_The problem_. Somewhere below is a line with "use std::io;" and, later, a line with "let registry = Arc::new(PendingRegistry::new());"; repeat those two lines and all the lines between them, exactly as they are.

_Given data_.
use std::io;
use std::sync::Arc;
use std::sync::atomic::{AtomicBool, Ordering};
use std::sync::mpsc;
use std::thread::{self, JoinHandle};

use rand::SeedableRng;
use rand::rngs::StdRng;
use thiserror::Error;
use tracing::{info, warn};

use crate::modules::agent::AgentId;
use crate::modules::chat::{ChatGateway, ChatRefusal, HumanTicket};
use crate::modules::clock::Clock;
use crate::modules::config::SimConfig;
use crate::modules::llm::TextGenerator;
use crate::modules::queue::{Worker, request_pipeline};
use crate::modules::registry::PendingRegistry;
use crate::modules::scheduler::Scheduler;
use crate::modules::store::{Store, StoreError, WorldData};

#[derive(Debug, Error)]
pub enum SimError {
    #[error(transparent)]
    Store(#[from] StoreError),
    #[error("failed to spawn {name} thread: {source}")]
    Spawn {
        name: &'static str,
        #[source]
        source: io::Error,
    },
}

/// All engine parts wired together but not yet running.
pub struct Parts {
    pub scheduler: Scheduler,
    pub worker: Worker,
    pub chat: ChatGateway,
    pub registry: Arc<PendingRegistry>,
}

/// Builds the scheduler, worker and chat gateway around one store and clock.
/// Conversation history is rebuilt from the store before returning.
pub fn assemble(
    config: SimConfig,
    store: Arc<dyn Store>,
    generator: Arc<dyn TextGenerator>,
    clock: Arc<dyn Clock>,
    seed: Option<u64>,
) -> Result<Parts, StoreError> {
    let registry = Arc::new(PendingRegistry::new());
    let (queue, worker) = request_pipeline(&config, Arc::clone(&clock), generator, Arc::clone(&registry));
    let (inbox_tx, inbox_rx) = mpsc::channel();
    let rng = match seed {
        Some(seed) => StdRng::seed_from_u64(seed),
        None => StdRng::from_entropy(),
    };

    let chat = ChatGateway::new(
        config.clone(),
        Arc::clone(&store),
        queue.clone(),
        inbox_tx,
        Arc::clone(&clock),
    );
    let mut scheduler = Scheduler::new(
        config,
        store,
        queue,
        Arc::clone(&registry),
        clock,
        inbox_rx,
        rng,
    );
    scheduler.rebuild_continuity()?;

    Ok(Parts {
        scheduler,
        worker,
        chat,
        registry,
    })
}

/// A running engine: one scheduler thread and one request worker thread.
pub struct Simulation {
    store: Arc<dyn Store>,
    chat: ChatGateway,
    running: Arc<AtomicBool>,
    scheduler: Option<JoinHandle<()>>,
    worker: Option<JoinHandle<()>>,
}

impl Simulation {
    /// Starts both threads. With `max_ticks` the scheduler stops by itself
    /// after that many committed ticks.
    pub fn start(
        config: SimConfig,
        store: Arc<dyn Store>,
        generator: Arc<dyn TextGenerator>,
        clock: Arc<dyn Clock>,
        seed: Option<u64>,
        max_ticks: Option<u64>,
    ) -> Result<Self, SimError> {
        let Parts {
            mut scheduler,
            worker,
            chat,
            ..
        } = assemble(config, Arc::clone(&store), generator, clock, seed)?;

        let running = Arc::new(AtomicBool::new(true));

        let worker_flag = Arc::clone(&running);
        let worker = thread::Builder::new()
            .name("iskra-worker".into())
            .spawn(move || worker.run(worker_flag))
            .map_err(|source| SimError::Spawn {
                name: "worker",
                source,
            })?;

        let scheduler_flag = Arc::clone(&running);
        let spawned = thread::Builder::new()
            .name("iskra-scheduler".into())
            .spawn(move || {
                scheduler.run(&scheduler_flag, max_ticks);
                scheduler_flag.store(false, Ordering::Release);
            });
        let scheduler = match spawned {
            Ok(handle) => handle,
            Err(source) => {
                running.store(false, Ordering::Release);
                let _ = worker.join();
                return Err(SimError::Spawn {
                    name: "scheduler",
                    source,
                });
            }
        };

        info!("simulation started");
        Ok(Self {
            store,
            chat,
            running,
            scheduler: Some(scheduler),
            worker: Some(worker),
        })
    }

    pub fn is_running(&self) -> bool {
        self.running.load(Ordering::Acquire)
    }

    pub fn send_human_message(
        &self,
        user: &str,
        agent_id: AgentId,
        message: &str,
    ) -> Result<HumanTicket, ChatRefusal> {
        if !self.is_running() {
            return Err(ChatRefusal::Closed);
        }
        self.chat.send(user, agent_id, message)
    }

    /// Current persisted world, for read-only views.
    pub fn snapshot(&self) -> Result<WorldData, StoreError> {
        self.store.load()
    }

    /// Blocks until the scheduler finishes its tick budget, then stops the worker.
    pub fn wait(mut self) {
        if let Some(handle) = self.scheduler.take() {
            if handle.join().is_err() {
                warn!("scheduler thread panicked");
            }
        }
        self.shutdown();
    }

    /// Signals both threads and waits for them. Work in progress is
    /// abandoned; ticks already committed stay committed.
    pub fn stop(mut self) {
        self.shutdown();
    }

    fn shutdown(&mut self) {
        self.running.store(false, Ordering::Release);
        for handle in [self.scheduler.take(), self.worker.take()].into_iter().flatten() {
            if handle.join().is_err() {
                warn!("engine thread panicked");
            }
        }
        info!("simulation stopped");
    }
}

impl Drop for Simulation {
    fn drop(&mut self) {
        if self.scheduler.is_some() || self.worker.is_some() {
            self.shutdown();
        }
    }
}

==

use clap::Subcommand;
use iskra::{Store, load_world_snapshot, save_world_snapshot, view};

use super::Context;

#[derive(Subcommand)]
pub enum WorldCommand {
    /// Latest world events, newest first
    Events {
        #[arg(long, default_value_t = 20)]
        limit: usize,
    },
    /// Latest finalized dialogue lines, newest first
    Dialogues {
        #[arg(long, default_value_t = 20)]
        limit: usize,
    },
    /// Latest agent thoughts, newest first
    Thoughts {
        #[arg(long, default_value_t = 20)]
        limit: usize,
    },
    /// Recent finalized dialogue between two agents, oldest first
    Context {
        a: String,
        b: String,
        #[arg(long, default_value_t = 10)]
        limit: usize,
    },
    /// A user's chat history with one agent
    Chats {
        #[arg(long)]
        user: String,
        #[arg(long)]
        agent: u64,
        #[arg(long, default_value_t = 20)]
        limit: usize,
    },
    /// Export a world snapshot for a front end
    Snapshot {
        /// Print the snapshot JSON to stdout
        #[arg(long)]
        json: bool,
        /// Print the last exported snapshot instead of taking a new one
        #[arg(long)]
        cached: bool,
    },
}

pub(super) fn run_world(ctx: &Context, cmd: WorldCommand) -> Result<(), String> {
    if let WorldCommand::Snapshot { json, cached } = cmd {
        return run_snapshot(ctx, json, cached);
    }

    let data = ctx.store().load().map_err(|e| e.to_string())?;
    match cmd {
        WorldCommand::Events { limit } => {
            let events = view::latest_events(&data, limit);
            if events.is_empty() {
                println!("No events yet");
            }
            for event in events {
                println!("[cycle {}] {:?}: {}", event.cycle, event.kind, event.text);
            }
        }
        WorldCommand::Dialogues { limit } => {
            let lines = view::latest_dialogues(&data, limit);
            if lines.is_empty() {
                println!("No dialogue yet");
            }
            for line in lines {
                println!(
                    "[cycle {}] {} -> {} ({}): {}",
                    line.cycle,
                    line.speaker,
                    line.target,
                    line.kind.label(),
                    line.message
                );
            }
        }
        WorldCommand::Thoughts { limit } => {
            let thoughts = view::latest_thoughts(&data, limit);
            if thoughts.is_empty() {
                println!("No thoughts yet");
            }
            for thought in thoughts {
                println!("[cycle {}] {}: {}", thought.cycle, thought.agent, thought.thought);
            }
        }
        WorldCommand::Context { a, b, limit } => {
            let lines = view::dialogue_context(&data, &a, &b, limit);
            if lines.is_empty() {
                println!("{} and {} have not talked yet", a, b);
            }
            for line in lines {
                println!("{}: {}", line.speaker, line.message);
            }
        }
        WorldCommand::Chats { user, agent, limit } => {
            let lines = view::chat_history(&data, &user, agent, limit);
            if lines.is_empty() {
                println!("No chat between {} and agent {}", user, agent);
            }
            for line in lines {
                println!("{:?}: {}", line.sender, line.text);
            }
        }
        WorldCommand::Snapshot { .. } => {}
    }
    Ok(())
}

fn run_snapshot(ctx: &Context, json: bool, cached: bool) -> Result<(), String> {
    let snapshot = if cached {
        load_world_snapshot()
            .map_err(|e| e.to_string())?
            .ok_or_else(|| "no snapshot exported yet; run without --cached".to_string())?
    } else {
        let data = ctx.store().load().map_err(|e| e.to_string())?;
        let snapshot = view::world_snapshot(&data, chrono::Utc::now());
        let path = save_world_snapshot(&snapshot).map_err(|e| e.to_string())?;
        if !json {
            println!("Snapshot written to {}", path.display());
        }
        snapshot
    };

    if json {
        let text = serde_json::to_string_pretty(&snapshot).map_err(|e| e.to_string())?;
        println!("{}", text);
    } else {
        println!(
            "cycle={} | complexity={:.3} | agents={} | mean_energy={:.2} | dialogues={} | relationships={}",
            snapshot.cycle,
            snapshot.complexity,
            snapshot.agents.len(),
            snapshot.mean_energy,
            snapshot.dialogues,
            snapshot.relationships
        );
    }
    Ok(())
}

_Answer space_.
use std::io;
use std::sync::Arc;
use std::sync::atomic::{AtomicBool, Ordering};
use std::sync::mpsc;
use std::thread::{self, JoinHandle};

use rand::SeedableRng;
use rand::rngs::StdRng;
use thiserror::Error;
use tracing::{info, warn};

use crate::modules::agent::AgentId;
use crate::modules::chat::{ChatGateway, ChatRefusal, HumanTicket};
use crate::modules::clock::Clock;
use crate::modules::config::SimConfig;
use crate::modules::llm::TextGenerator;
use crate::modules::queue::{Worker, request_pipeline};
use crate::modules::registry::PendingRegistry;
use crate::modules::scheduler::Scheduler;
use crate::modules::store::{Store, StoreError, WorldData};

#[derive(Debug, Error)]
pub enum SimError {
    #[error(transparent)]
    Store(#[from] StoreError),
    #[error("failed to spawn {name} thread: {source}")]
    Spawn {
        name: &'static str,
        #[source]
        source: io::Error,
    },
}

/// All engine parts wired together but not yet running.
pub struct Parts {
    pub scheduler: Scheduler,
    pub worker: Worker,
    pub chat: ChatGateway,
    pub registry: Arc<PendingRegistry>,
}

/// Builds the scheduler, worker and chat gateway around one store and clock.
/// Conversation history is rebuilt from the store before returning.
pub fn assemble(
    config: SimConfig,
    store: Arc<dyn Store>,
    generator: Arc<dyn TextGenerator>,
    clock: Arc<dyn Clock>,
    seed: Option<u64>,
) -> Result<Parts, StoreError> {
    let registry = Arc::new(PendingRegistry::new());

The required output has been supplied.